• Stored data:
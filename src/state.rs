use crate::host::PoseSnapshot;
use crate::transform;
use crate::types::{DeviceIndex, DriverPose, Quaternion, TrackedDevicePose, TrackingResult};

/// Where a virtual device's pose currently comes from.
#[derive(Debug, Clone, Copy, PartialEq, Eq)]
pub enum PoseState {
    /// No physical source assigned.
    Unbound,
    /// Last tick copied a valid physical pose.
    Tracking,
    /// Last tick found no usable physical pose.
    OutOfRange,
    /// Host requested standby.
    Standby,
}

/// Per-device pose state: binding, current state and the last published pose.
///
/// Advanced once per tick by [`PoseStateMachine::tick`]; no smoothing or
/// hysteresis between `Tracking` and `OutOfRange`.
pub struct PoseStateMachine {
    source: Option<DeviceIndex>,
    state: PoseState,
    pose: DriverPose,
}

impl PoseStateMachine {
    pub fn new() -> Self {
        Self {
            source: None,
            state: PoseState::Unbound,
            pose: DriverPose::uninitialized(),
        }
    }

    pub fn state(&self) -> PoseState {
        self.state
    }

    pub fn source(&self) -> Option<DeviceIndex> {
        self.source
    }

    /// Last pose produced by a tick or a standby transition.
    pub fn pose(&self) -> &DriverPose {
        &self.pose
    }

    /// Assigns the physical device to mirror. The caller enforces the one-time rule.
    pub(crate) fn bind(&mut self, index: DeviceIndex) {
        self.source = Some(index);
    }

    /// Marks the virtual device logically connected, as on host activation.
    pub(crate) fn mark_connected(&mut self) {
        self.pose.device_is_connected = true;
    }

    /// Advances one tick from the current host snapshot and returns the pose to publish.
    pub fn tick(&mut self, snapshot: &PoseSnapshot) -> &DriverPose {
        if self.state == PoseState::Standby {
            return &self.pose;
        }

        let next = match self.source {
            None => {
                self.pose.vec_velocity = [0.0; 3];
                self.pose.vec_angular_velocity = [0.0; 3];
                self.pose.pose_is_valid = false;
                self.pose.result = TrackingResult::Uninitialized;
                self.pose.device_is_connected = false;
                PoseState::Unbound
            }
            Some(index) => match snapshot
                .get(index)
                .and_then(|source| usable(source).map(|(p, q)| (source, p, q)))
            {
                Some((source, position, rotation)) => {
                    self.pose.vec_position = position;
                    self.pose.q_rotation = rotation;
                    self.pose.vec_velocity = source.velocity.map(f64::from);
                    self.pose.vec_angular_velocity = source.angular_velocity.map(f64::from);
                    self.pose.pose_is_valid = true;
                    self.pose.result = TrackingResult::RunningOk;
                    self.pose.device_is_connected = true;
                    PoseState::Tracking
                }
                None => {
                    // keep the last known placement, drop motion
                    self.pose.vec_velocity = [0.0; 3];
                    self.pose.vec_angular_velocity = [0.0; 3];
                    self.pose.pose_is_valid = false;
                    self.pose.result = TrackingResult::RunningOutOfRange;
                    self.pose.device_is_connected = true;
                    PoseState::OutOfRange
                }
            },
        };

        self.transition(next);
        &self.pose
    }

    /// Forces `Standby`. The returned pose is what must be republished right away.
    pub fn enter_standby(&mut self) -> &DriverPose {
        self.pose.pose_is_valid = false;
        self.pose.result = TrackingResult::Uninitialized;
        self.pose.vec_velocity = [0.0; 3];
        self.pose.vec_angular_velocity = [0.0; 3];
        self.transition(PoseState::Standby);
        &self.pose
    }

    /// Leaves `Standby`; the next tick re-evaluates the source.
    pub fn leave_standby(&mut self) {
        if self.state != PoseState::Standby {
            return;
        }
        let next = if self.source.is_some() {
            PoseState::OutOfRange
        } else {
            PoseState::Unbound
        };
        self.transition(next);
    }

    fn transition(&mut self, next: PoseState) {
        if self.state != next {
            log::debug!(
                "Pose state {:?} -> {:?} (source {:?})",
                self.state,
                next,
                self.source.map(DeviceIndex::get)
            );
            self.state = next;
        }
    }
}

impl Default for PoseStateMachine {
    fn default() -> Self {
        Self::new()
    }
}

/// Source pose split into position and rotation, or `None` if it must not be mirrored.
fn usable(source: &TrackedDevicePose) -> Option<([f64; 3], Quaternion)> {
    if !source.device_is_connected || !source.pose_is_valid {
        return None;
    }
    if !source
        .velocity
        .iter()
        .chain(source.angular_velocity.iter())
        .all(|v| v.is_finite())
    {
        return None;
    }
    transform::decompose(&source.device_to_absolute_tracking)
}

#[cfg(test)]
mod tests {
    use super::*;
    use crate::transform::axis_angle;
    use crate::types::IDENTITY_MATRIX34;

    fn idx(i: u32) -> DeviceIndex {
        DeviceIndex::new(i).unwrap()
    }

    fn tracked(position: [f64; 3]) -> TrackedDevicePose {
        let q = axis_angle([0.0, 1.0, 0.0], 0.5);
        TrackedDevicePose {
            device_to_absolute_tracking: transform::matrix_from_quaternion(&q, position),
            velocity: [1.0, 0.0, 0.0],
            angular_velocity: [0.0, 0.0, 2.0],
            tracking_result: TrackingResult::RunningOk,
            pose_is_valid: true,
            device_is_connected: true,
        }
    }

    fn snapshot_with(index: u32, pose: TrackedDevicePose) -> PoseSnapshot {
        let mut snapshot = PoseSnapshot::new();
        snapshot.set(idx(index), pose);
        snapshot
    }

    /// Only three flag combinations may ever be published.
    fn assert_consistent(pose: &DriverPose) {
        match pose.result {
            TrackingResult::RunningOk => assert!(pose.pose_is_valid),
            TrackingResult::RunningOutOfRange | TrackingResult::Uninitialized => {
                assert!(!pose.pose_is_valid)
            }
            other => panic!("unexpected published result {:?}", other),
        }
        assert!(pose.q_rotation.is_finite());
        assert!((pose.q_rotation.norm() - 1.0).abs() < 1e-6);
        assert!(pose.vec_position.iter().all(|v| v.is_finite()));
    }

    #[test]
    fn test_unbound_publishes_uninitialized() {
        let mut machine = PoseStateMachine::new();
        machine.mark_connected();
        let pose = *machine.tick(&snapshot_with(0, tracked([0.0; 3])));
        assert_eq!(machine.state(), PoseState::Unbound);
        assert!(!pose.pose_is_valid);
        assert!(!pose.device_is_connected);
        assert_eq!(pose.result, TrackingResult::Uninitialized);
        assert_consistent(&pose);
    }

    #[test]
    fn test_tracking_copies_source() {
        let mut machine = PoseStateMachine::new();
        machine.bind(idx(3));
        let pose = *machine.tick(&snapshot_with(3, tracked([0.1, 1.2, -0.3])));
        assert_eq!(machine.state(), PoseState::Tracking);
        assert!(pose.pose_is_valid);
        assert!(pose.device_is_connected);
        assert_eq!(pose.result, TrackingResult::RunningOk);
        assert!((pose.vec_position[1] - 1.2).abs() < 1e-6);
        assert_eq!(pose.vec_velocity, [1.0, 0.0, 0.0]);
        assert_eq!(pose.vec_angular_velocity, [0.0, 0.0, 2.0]);
        let expected = axis_angle([0.0, 1.0, 0.0], 0.5);
        assert!((pose.q_rotation.dot(&expected).abs() - 1.0).abs() < 1e-5);
        assert_eq!(pose.q_world_from_driver_rotation, Quaternion::IDENTITY);
        assert_consistent(&pose);
    }

    #[test]
    fn test_flips_every_tick_without_hysteresis() {
        let mut machine = PoseStateMachine::new();
        machine.bind(idx(1));
        let good = snapshot_with(1, tracked([0.0, 1.0, 0.0]));
        let mut lost = tracked([0.0, 1.0, 0.0]);
        lost.device_is_connected = false;
        let lost = snapshot_with(1, lost);

        for (snapshot, expected) in [
            (&good, PoseState::Tracking),
            (&lost, PoseState::OutOfRange),
            (&good, PoseState::Tracking),
            (&lost, PoseState::OutOfRange),
        ] {
            let pose = *machine.tick(snapshot);
            assert_eq!(machine.state(), expected);
            assert_consistent(&pose);
        }
    }

    #[test]
    fn test_out_of_range_cases() {
        let mut invalid = tracked([0.0; 3]);
        invalid.pose_is_valid = false;
        let mut disconnected = tracked([0.0; 3]);
        disconnected.device_is_connected = false;
        let mut nan_matrix = tracked([0.0; 3]);
        nan_matrix.device_to_absolute_tracking[0][0] = f32::NAN;
        let mut nan_velocity = tracked([0.0; 3]);
        nan_velocity.velocity[2] = f32::INFINITY;

        for source in [invalid, disconnected, nan_matrix, nan_velocity] {
            let mut machine = PoseStateMachine::new();
            machine.bind(idx(0));
            let pose = *machine.tick(&snapshot_with(0, source));
            assert_eq!(machine.state(), PoseState::OutOfRange);
            assert!(!pose.pose_is_valid);
            assert!(pose.device_is_connected);
            assert_eq!(pose.result, TrackingResult::RunningOutOfRange);
            assert_consistent(&pose);
        }
    }

    #[test]
    fn test_failed_query_is_out_of_range() {
        let mut machine = PoseStateMachine::new();
        machine.bind(idx(0));
        let pose = *machine.tick(&PoseSnapshot::new());
        assert_eq!(machine.state(), PoseState::OutOfRange);
        assert_eq!(pose.result, TrackingResult::RunningOutOfRange);
    }

    #[test]
    fn test_out_of_range_keeps_last_placement() {
        let mut machine = PoseStateMachine::new();
        machine.bind(idx(2));
        machine.tick(&snapshot_with(2, tracked([0.5, 1.0, 0.0])));
        let pose = *machine.tick(&PoseSnapshot::new());
        assert!((pose.vec_position[0] - 0.5).abs() < 1e-6);
        assert_eq!(pose.vec_velocity, [0.0; 3]);
        assert_eq!(pose.vec_angular_velocity, [0.0; 3]);
    }

    #[test]
    fn test_standby_overrides_ticks_until_left() {
        let mut machine = PoseStateMachine::new();
        machine.bind(idx(0));
        let good = snapshot_with(0, tracked([0.0; 3]));
        machine.tick(&good);

        let pose = *machine.enter_standby();
        assert_eq!(machine.state(), PoseState::Standby);
        assert!(!pose.pose_is_valid);
        assert_eq!(pose.result, TrackingResult::Uninitialized);
        // connectivity untouched
        assert!(pose.device_is_connected);

        let pose = *machine.tick(&good);
        assert_eq!(machine.state(), PoseState::Standby);
        assert!(!pose.pose_is_valid);

        machine.leave_standby();
        assert_eq!(machine.state(), PoseState::OutOfRange);
        machine.tick(&good);
        assert_eq!(machine.state(), PoseState::Tracking);
    }

    #[test]
    fn test_leave_standby_unbound() {
        let mut machine = PoseStateMachine::new();
        machine.enter_standby();
        machine.leave_standby();
        assert_eq!(machine.state(), PoseState::Unbound);
        machine.leave_standby();
        assert_eq!(machine.state(), PoseState::Unbound);
        let source = TrackedDevicePose {
            device_to_absolute_tracking: IDENTITY_MATRIX34,
            ..tracked([0.0; 3])
        };
        let pose = machine.tick(&snapshot_with(0, source));
        assert!(!pose.pose_is_valid);
    }
}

• Task objective:
Check each line above for the string "usable" and copy those that have it.

• Output for this task:
    /// Last tick found no usable physical pose.
                .and_then(|source| usable(source).map(|(p, q)| (source, p, q)))
fn usable(source: &TrackedDevicePose) -> Option<([f64; 3], Quaternion)> {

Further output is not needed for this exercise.